Initiative Qs go-to-market strategy is a powerful viral loop.

Some ex-PayPal founders are suggesting that we find another online payment system and their startup is called Initiative Q. I’m sure that many already have seen their launch campaign in social media. One thing is for sure; they’re ramping up fast.

First, let’s take a closer look at their powerful viral loop:

The countdown timer is actually an amount of money you’ll earn by signing up — and the number is automatically decreasing and thus creating a sense of urgency.

When you visit the Initiative Q website, you actually can’t get onboard; by clicking “Get invited” you only get a few basic instructions on how to find someone who actually has some invites to spare. These instructions encourages site visitors to interact not with the brand, but with each other:

Making it more difficult for potential customers visiting the site to register their interest is a bold move, but it’s this scarcity that makes this micro-economy work.

To get invited, you need to come cross across an existing user posting their unique referral link in social media. Thus far, the viral loop is nothing out of the ordinary; it works in much the same way as most other viral loops do.

The share copy is well-crafted and many users prefer to leave it in their status updates (see below) with a only few remarks of their own:

Here’s where the magic starts to happen:

Most viral systems have some sort of unique url generator for onboarders to share on their social networks. In this case, when someone registers via shares, the sharer (who’s already onboard) is “forced” to approve the invite.

Due to this forced approval (“verify” your friends), a few key mechanics kicks in:

  1. Instead of having the viral loop automatically approve new users according to “first come, first served,” it allows the already registered user whom to approve first. This form of social engineering (gamification) gives power users an alluring sense of self-importance.
  2. The “forced approval” will trigger additional conversation as onboarders are prompted to remind the sharer to approve their requests. These “extra” comments will will increase the update’s visibility since social algorithms normally rewards interaction.
  3. Sharers are encouraged (via email reminders and social notifications) to log back into their dashboard repeatedly to approve their incoming requests. Multiple visits to the share dashboard will encourage power users to share more than once.
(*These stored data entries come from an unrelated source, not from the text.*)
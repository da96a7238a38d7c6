mod aggregate;
mod engine;
mod input;

use crate::{
    error::Error,
    pattern::{Pattern, optimize, parse_pattern, pattern_to_value, variable},
    value::{HasherHandle, Value},
};
use serde::{Deserialize, Serialize};

// re-exports
pub use aggregate::AggregateKind;
pub use engine::run_query;
pub use input::{InClause, parse_inputs};

/// Wire tag opening an aggregate return term.
pub const AGGREGATE_TAG: &str = "::aggregate";

///
/// ReturnTerm
///
/// One element of a query's return clause: a free variable or an
/// aggregation over one.
///

#[derive(Clone, Debug, Eq, PartialEq)]
pub enum ReturnTerm {
    Var(String),
    Aggregate(AggregateKind, String),
}

impl ReturnTerm {
    #[must_use]
    pub const fn is_aggregate(&self) -> bool {
        matches!(self, Self::Aggregate(..))
    }

    #[must_use]
    pub fn to_wire(&self) -> Value {
        match self {
            Self::Var(name) => Value::Text(name.clone()),
            Self::Aggregate(kind, var) => Value::List(vec![
                Value::Text(AGGREGATE_TAG.to_string()),
                Value::Text(kind.name().to_string()),
                Value::Text(var.clone()),
            ]),
        }
    }

    pub fn parse(value: &Value) -> Result<Self, Error> {
        match value {
            Value::Text(name) => Ok(Self::Var(name.clone())),
            Value::List(items) => {
                let [Value::Text(tag), Value::Text(name), Value::Text(var)] = items.as_slice()
                else {
                    return Err(Error::invalid_pattern("malformed aggregate return term"));
                };
                if tag != AGGREGATE_TAG {
                    return Err(Error::invalid_pattern(format!(
                        "unknown return term tag '{tag}'"
                    )));
                }
                Ok(Self::Aggregate(AggregateKind::parse(name)?, var.clone()))
            }
            other => Err(Error::invalid_pattern(format!(
                "return term must be a variable or an aggregate, got {}",
                other.canonical_tag().label()
            ))),
        }
    }
}

///
/// RETURN-TERM BUILDERS
///

/// Free-variable return term; the `?` sigil is added when absent.
#[must_use]
pub fn ret(name: &str) -> ReturnTerm {
    ReturnTerm::Var(variable(name))
}

macro_rules! aggregate_builders {
    ( $( $(#[$doc:meta])* $fn_name:ident => $kind:ident ),* $(,)? ) => {
        $(
            $(#[$doc])*
            #[must_use]
            pub fn $fn_name(var: &str) -> ReturnTerm {
                ReturnTerm::Aggregate(AggregateKind::$kind, variable(var))
            }
        )*
    };
}

aggregate_builders! {
    /// Multiplicity-weighted count of bound values.
    count => Count,
    /// Count of distinct bound values.
    count_distinct => CountDistinct,
    /// List of distinct bound values.
    distinct => Distinct,
    /// Numeric sum.
    sum => Sum,
    /// Numeric mean.
    avg => Avg,
    /// Numeric minimum.
    min => Min,
    /// Numeric maximum.
    max => Max,
    /// Numeric median.
    median => Median,
    /// Most frequent numeric value.
    mode => Mode,
    /// Population standard deviation.
    stddev => Stddev,
    /// Population variance.
    variance => Variance,
}

///
/// Find
///
/// The shape of a query's return clause. A single term produces scalar
/// rows; a term list produces tuple rows.
///

#[derive(Clone, Debug, Eq, PartialEq)]
pub enum Find {
    Single(ReturnTerm),
    Terms(Vec<ReturnTerm>),
}

impl Find {
    #[must_use]
    pub fn terms(&self) -> Vec<ReturnTerm> {
        match self {
            Self::Single(term) => vec![term.clone()],
            Self::Terms(terms) => terms.clone(),
        }
    }

    #[must_use]
    pub const fn is_single(&self) -> bool {
        matches!(self, Self::Single(_))
    }

    // Variables must precede aggregates in a return list.
    fn validate(&self) -> Result<(), Error> {
        let terms = match self {
            Self::Single(_) => return Ok(()),
            Self::Terms(terms) => terms,
        };
        if terms.is_empty() {
            return Err(Error::invalid_pattern("return clause is empty"));
        }

        let mut seen_aggregate = false;
        for term in terms {
            match term {
                ReturnTerm::Aggregate(..) => seen_aggregate = true,
                ReturnTerm::Var(name) => {
                    if seen_aggregate {
                        return Err(Error::invalid_pattern(format!(
                            "return variable '{name}' follows an aggregate; variables must come first"
                        )));
                    }
                }
            }
        }
        Ok(())
    }

    #[must_use]
    fn to_wire(&self) -> Value {
        match self {
            Self::Single(term) => term.to_wire(),
            Self::Terms(terms) => Value::List(terms.iter().map(ReturnTerm::to_wire).collect()),
        }
    }

    fn parse(value: &Value) -> Result<Self, Error> {
        match value {
            Value::List(items)
                if !matches!(items.first(), Some(Value::Text(tag)) if tag == AGGREGATE_TAG) =>
            {
                Ok(Self::Terms(
                    items
                        .iter()
                        .map(ReturnTerm::parse)
                        .collect::<Result<_, _>>()?,
                ))
            }
            single => Ok(Self::Single(ReturnTerm::parse(single)?)),
        }
    }
}

///
/// Query
///
/// A declarative query: return clause, where pattern, optional input
/// clauses, and result shaping.
///

#[derive(Clone, Debug)]
pub struct Query {
    pub find: Find,
    pub clause: Pattern,
    pub inputs: Vec<InClause>,
    pub limit: Option<u64>,
    pub offset: u64,
}

impl Query {
    /// Query returning a single term.
    #[must_use]
    pub fn find_one(term: ReturnTerm, clause: Pattern) -> Self {
        Self {
            find: Find::Single(term),
            clause,
            inputs: Vec::new(),
            limit: None,
            offset: 0,
        }
    }

    /// Query returning a tuple of terms.
    #[must_use]
    pub fn find<I: IntoIterator<Item = ReturnTerm>>(terms: I, clause: Pattern) -> Self {
        Self {
            find: Find::Terms(terms.into_iter().collect()),
            clause,
            inputs: Vec::new(),
            limit: None,
            offset: 0,
        }
    }

    /// Append an input clause.
    #[must_use]
    pub fn input(mut self, clause: InClause) -> Self {
        self.inputs.push(clause);
        self
    }

    /// Cap the result row count. Negative limits are invalid.
    pub fn limit(mut self, limit: i64) -> Result<Self, Error> {
        if limit < 0 {
            return Err(Error::invalid_argument("limit must be non-negative"));
        }
        self.limit = Some(limit.unsigned_abs());
        Ok(self)
    }

    /// Skip leading result rows. Negative offsets are invalid.
    pub fn offset(mut self, offset: i64) -> Result<Self, Error> {
        if offset < 0 {
            return Err(Error::invalid_argument("offset must be non-negative"));
        }
        self.offset = offset.unsigned_abs();
        Ok(self)
    }
}

///
/// CompiledQuery
///
/// A validated query with its pattern optimized for matching. The wire form
/// round-trips: compile → serialize → parse → run yields identical results.
///

#[derive(Clone, Debug)]
pub struct CompiledQuery {
    pub(crate) find: Find,
    pub(crate) clause: Pattern,
    pub(crate) inputs: Vec<InClause>,
    pub(crate) limit: Option<u64>,
    pub(crate) offset: u64,
}

impl CompiledQuery {
    #[must_use]
    pub const fn find(&self) -> &Find {
        &self.find
    }

    #[must_use]
    pub const fn clause(&self) -> &Pattern {
        &self.clause
    }

    /// Serialize into the wire structure. Fails for test predicates.
    pub fn to_wire(&self) -> Result<QueryWire, Error> {
        Ok(QueryWire {
            find: self.find.to_wire(),
            clause: pattern_to_value(&self.clause)?,
            inputs: Value::List(self.inputs.iter().map(InClause::to_wire).collect()),
            limit: self.limit,
            offset: self.offset,
        })
    }

    /// Rebuild a compiled query from its wire structure.
    pub fn from_wire(wire: &QueryWire) -> Result<Self, Error> {
        let find = Find::parse(&wire.find)?;
        find.validate()?;

        let inputs = wire
            .inputs
            .as_list()
            .ok_or_else(|| Error::invalid_pattern("input clause list must be an array"))?
            .iter()
            .map(InClause::parse)
            .collect::<Result<_, _>>()?;

        Ok(Self {
            find,
            clause: optimize(parse_pattern(&wire.clause)?),
            inputs,
            limit: wire.limit,
            offset: wire.offset,
        })
    }
}

///
/// QueryWire
///
/// Serialized query layout. The pattern is carried in its value wire form.
///

#[derive(Clone, Debug, Eq, PartialEq, Serialize, Deserialize)]
pub struct QueryWire {
    pub find: Value,
    #[serde(rename = "where")]
    pub clause: Value,
    #[serde(rename = "in")]
    pub inputs: Value,
    pub limit: Option<u64>,
    pub offset: u64,
}

/// Validate and optimize a query for execution.
pub fn create_query(query: Query) -> Result<CompiledQuery, Error> {
    query.find.validate()?;

    Ok(CompiledQuery {
        find: query.find,
        clause: optimize(query.clause),
        inputs: query.inputs,
        limit: query.limit,
        offset: query.offset,
    })
}

///
/// QueryOptions
///
/// Per-run overrides: result shaping and hasher injection.
///

#[derive(Clone, Default)]
pub struct QueryOptions {
    pub limit: Option<u64>,
    pub offset: Option<u64>,
    pub hasher: Option<HasherHandle>,
}

impl std::fmt::Debug for QueryOptions {
    fn fmt(&self, f: &mut std::fmt::Formatter<'_>) -> std::fmt::Result {
        f.debug_struct("QueryOptions")
            .field("limit", &self.limit)
            .field("offset", &self.offset)
            .field("hasher", &self.hasher.is_some())
            .finish()
    }
}

///
/// ResultSet
///
/// `result` holds the shaped rows; `size` counts every matched row before
/// shaping, `count` the rows that survived offset/limit.
///

#[derive(Clone, Debug, Eq, PartialEq)]
pub struct ResultSet {
    pub result: Value,
    pub size: usize,
    pub count: usize,
    pub offset: usize,
}

///
/// TESTS
///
Anyone who has ever designed a viral loop knows that a major success factor is to get power users (the 1%) to share more. This is where this viral loop shines; the sharer only have to click their own invite link to get automatically redirected to their share dashboard. Easy!

Another (not-so-intuitive) success factor for pushing the viral coefficient is to shorten the time distance between each individual cycle. The length of the Share/Consume/Share cycle will mathematically impact the viral success more than actual conversion rates1. See also Viral Loops (and some Math).
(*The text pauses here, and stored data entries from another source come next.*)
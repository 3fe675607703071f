//! Error types for position sizing calculations.

use rust_decimal::Decimal;
use thiserror::Error;

/// Error during position sizing.
#[derive(Debug, Clone, PartialEq, Eq, Error)]
pub enum SizingError {
    /// The volatility provider has no usable value yet.
    #[error("Insufficient volatility data for {symbol}")]
    InsufficientData {
        /// Instrument that could not be sized.
        symbol: String,
    },
    /// Invalid input (non-positive equity, negative fraction, ...).
    #[error("Invalid sizing input: {0}")]
    InvalidInput(String),
    /// The computed size rounds to nothing.
    #[error("Calculated size {calculated} is below the minimum tradable size")]
    BelowMinimum {
        /// Size after rounding.
        calculated: Decimal,
    },
}
//! Win-rate signal and candidate ranking.

use rust_decimal::Decimal;
use serde::{Deserialize, Serialize};

use super::rolling_window::RollingWindow;
use crate::domain::shared::VariantId;

const HUNDRED: Decimal = Decimal::ONE_HUNDRED;

/// Percentage of wins over a full outcome window.
///
/// Zero until the window holds `capacity` samples.
#[must_use]
pub fn win_rate(outcomes: &RollingWindow<bool>) -> Decimal {
    if !outcomes.is_full() {
        return Decimal::ZERO;
    }
    let wins = outcomes.iter().filter(|won| **won).count();
    Decimal::from(wins) * HUNDRED / Decimal::from(outcomes.capacity())
}

/// A variant that passed the win-rate threshold.
#[derive(Debug, Clone, Copy, PartialEq, Eq, Serialize, Deserialize)]
pub struct RankedCandidate {
    /// Variant index.
    pub variant: VariantId,
    /// Win rate in percent.
    pub win_rate: Decimal,
}

/// Filters and orders variants by win rate.
///
/// Equal win rates keep ascending variant creation order.
#[derive(Debug, Clone, Copy)]
pub struct StrategyRanker {
    threshold: Decimal,
}

impl StrategyRanker {
    /// Ranker admitting variants with a win rate of at least `threshold` percent.
    #[must_use]
    pub const fn new(threshold: Decimal) -> Self {
        Self { threshold }
    }

    /// Minimum win rate for eligibility.
    #[must_use]
    pub const fn threshold(&self) -> Decimal {
        self.threshold
    }

    /// Eligible candidates, best first.
    #[must_use]
    pub fn rank<I>(&self, win_rates: I) -> Vec<RankedCandidate>
    where
        I: IntoIterator<Item = (VariantId, Decimal)>,
    {
        let mut eligible: Vec<RankedCandidate> = win_rates
            .into_iter()
            .filter(|(_, rate)| *rate >= self.threshold)
            .map(|(variant, win_rate)| RankedCandidate { variant, win_rate })
            .collect();
        eligible.sort_by(|a, b| {
            b.win_rate
                .cmp(&a.win_rate)
                .then_with(|| a.variant.cmp(&b.variant))
        });
        eligible
    }
}

#[cfg(test)]
mod tests {
    use super::*;
    use proptest::prelude::*;
    use rust_decimal_macros::dec;

    fn window_of(outcomes: &[bool], capacity: usize) -> RollingWindow<bool> {
        let mut window = RollingWindow::new(capacity);
        for outcome in outcomes {
            window.push(*outcome);
        }
        window
    }

    #[test]
    fn zero_until_window_full() {
        let window = window_of(&[true; 19], 20);
        assert_eq!(win_rate(&window), Decimal::ZERO);
    }

    #[test]
    fn eviction_moves_win_rate() {
        // 18 wins then 2 losses: the oldest sample is a win.
        let mut outcomes = vec![true; 18];
        outcomes.extend([false, false]);
        let mut window = window_of(&outcomes, 20);
        assert_eq!(win_rate(&window), dec!(90));

        let ranker = StrategyRanker::new(dec!(80));
        assert_eq!(ranker.rank([(VariantId::new(0), win_rate(&window))]).len(), 1);

        window.push(false);
        assert_eq!(win_rate(&window), dec!(85));
        assert_eq!(ranker.rank([(VariantId::new(0), win_rate(&window))]).len(), 1);
    }

    #[test]
    fn ranks_descending_and_breaks_ties_by_creation_order() {
        let ranker = StrategyRanker::new(dec!(80));
        let ranked = ranker.rank([
            (VariantId::new(0), dec!(85)),
            (VariantId::new(1), dec!(95)),
            (VariantId::new(2), dec!(70)),
            (VariantId::new(3), dec!(85)),
            (VariantId::new(4), dec!(80)),
        ]);
        let order: Vec<usize> = ranked.iter().map(|c| c.variant.index()).collect();
        assert_eq!(order, vec![1, 0, 3, 4]);
    }

    proptest! {
        #[test]
        fn win_rate_is_a_percentage(capacity in 1usize..50, outcomes in proptest::collection::vec(any::<bool>(), 0..120)) {
            let window = window_of(&outcomes, capacity);
            let rate = win_rate(&window);
            prop_assert!(rate >= Decimal::ZERO && rate <= dec!(100));
            if outcomes.len() < capacity {
                prop_assert_eq!(rate, Decimal::ZERO);
            }
        }
    }
}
The viral loop designers of Initiative Q have solved the cycle problem with a beautiful fix:

Even if I’m not yet approved by the initial sharer (which could take some time), I’m still able to access and share my unique url in social media. This small (yet brilliant) bypass is adding full speed to the viral cycle.
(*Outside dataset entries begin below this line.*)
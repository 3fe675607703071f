//! Fixed per-symbol volatility readings.

use std::collections::HashMap;

use async_trait::async_trait;
use rust_decimal::Decimal;

use crate::application::ports::{VolatilityError, VolatilityPort};
use crate::domain::shared::Symbol;

/// `VolatilityPort` answering with a configured constant per symbol.
///
/// Symbols without a reading report insufficient data.
#[derive(Debug, Clone, Default)]
pub struct StaticVolatility {
    readings: HashMap<Symbol, Decimal>,
}

impl StaticVolatility {
    /// Create from `(symbol, reading)` pairs.
    #[must_use]
    pub fn new<I, S>(readings: I) -> Self
    where
        I: IntoIterator<Item = (S, Decimal)>,
        S: Into<Symbol>,
    {
        Self {
            readings: readings
                .into_iter()
                .map(|(symbol, reading)| (symbol.into(), reading))
                .collect(),
        }
    }
}

#[async_trait]
impl VolatilityPort for StaticVolatility {
    async fn volatility(
        &self,
        symbol: &Symbol,
        _period: &str,
        _lookback: u32,
    ) -> Result<Option<Decimal>, VolatilityError> {
        Ok(self.readings.get(symbol).copied())
    }
}

#[cfg(test)]
mod tests {
    use super::*;
    use rust_decimal_macros::dec;

    #[tokio::test]
    async fn unknown_symbol_has_no_reading() {
        let source = StaticVolatility::new([("EURUSD", dec!(0.0012))]);

        assert_eq!(
            source.volatility(&Symbol::new("EURUSD"), "H1", 14).await.unwrap(),
            Some(dec!(0.0012))
        );
        assert_eq!(
            source.volatility(&Symbol::new("USDJPY"), "H1", 14).await.unwrap(),
            None
        );
    }
}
Also the actual share dashboard is nothing less than a work of art when it comes to viral mechanics:

Clear, intuitive, and engaging.

The dashboard highlights the unique share url, the current reward balance, your share results, and the profiles of your invitees. All components — except for the unique url — are dynamic (in the sense that they change based on your performance).

There are a few nice touches “under the hood” as well:

As a new member, you get a few invites to start off with. Now, if you manage to get rid of these invites fairly quick, the system awards you more invites2. The purpose of this algorithm is to keep each user engaged; if you get too many invites relative to your social reach, the invite system deflates; if you get too few invites, power user potential remain untapped.

I’m also impressed by the innovative incentive model:

According to the to the “idea” of the system, 1Q should be equal to $1. However, if the currency Q never gets off the ground, 1Q simply won’t be worth anything at all. Users are paying to be in on this opportunity with whatever time they invest in inviting their friends — and some of their personal data (like their email address). This allows Initiative Q the advantage of being able to offer rising monetary rewards without taking any financial risks themselves.


Initiative Q is launching at a place in time when cryptocurrency scams and pyramid schemes are all the rage. Jemima Kelly at Financial Times writes:

“Initiative Q is actually different though. For a start, “Q” is not actually a cryptocurrency. Instead, it’s a private currency that won’t even use the blockchain technology which is supposedly the point of most tokens. Guess what it it will use instead? A regular old centralised database! Remarkable.”

Cryptocurrency and blockchain expert David Gerrard writes on his blog:

“The pyramid-scheme marketing is bad, and creates a toxic dump of personal data.”

I’m quite sure that we will see several more of these “currency bypassing” models for many years to come.


  1. This is why Youtube’s primary loop is based on users watching and then sharing videos rather than on video upload activity.
  2. As with any social algorithm, it’s difficult to be certain of exactly how this works, but it seems to be dependant of factors such as share speed, frequency of logins to the share dashboard, social influence, and network performance.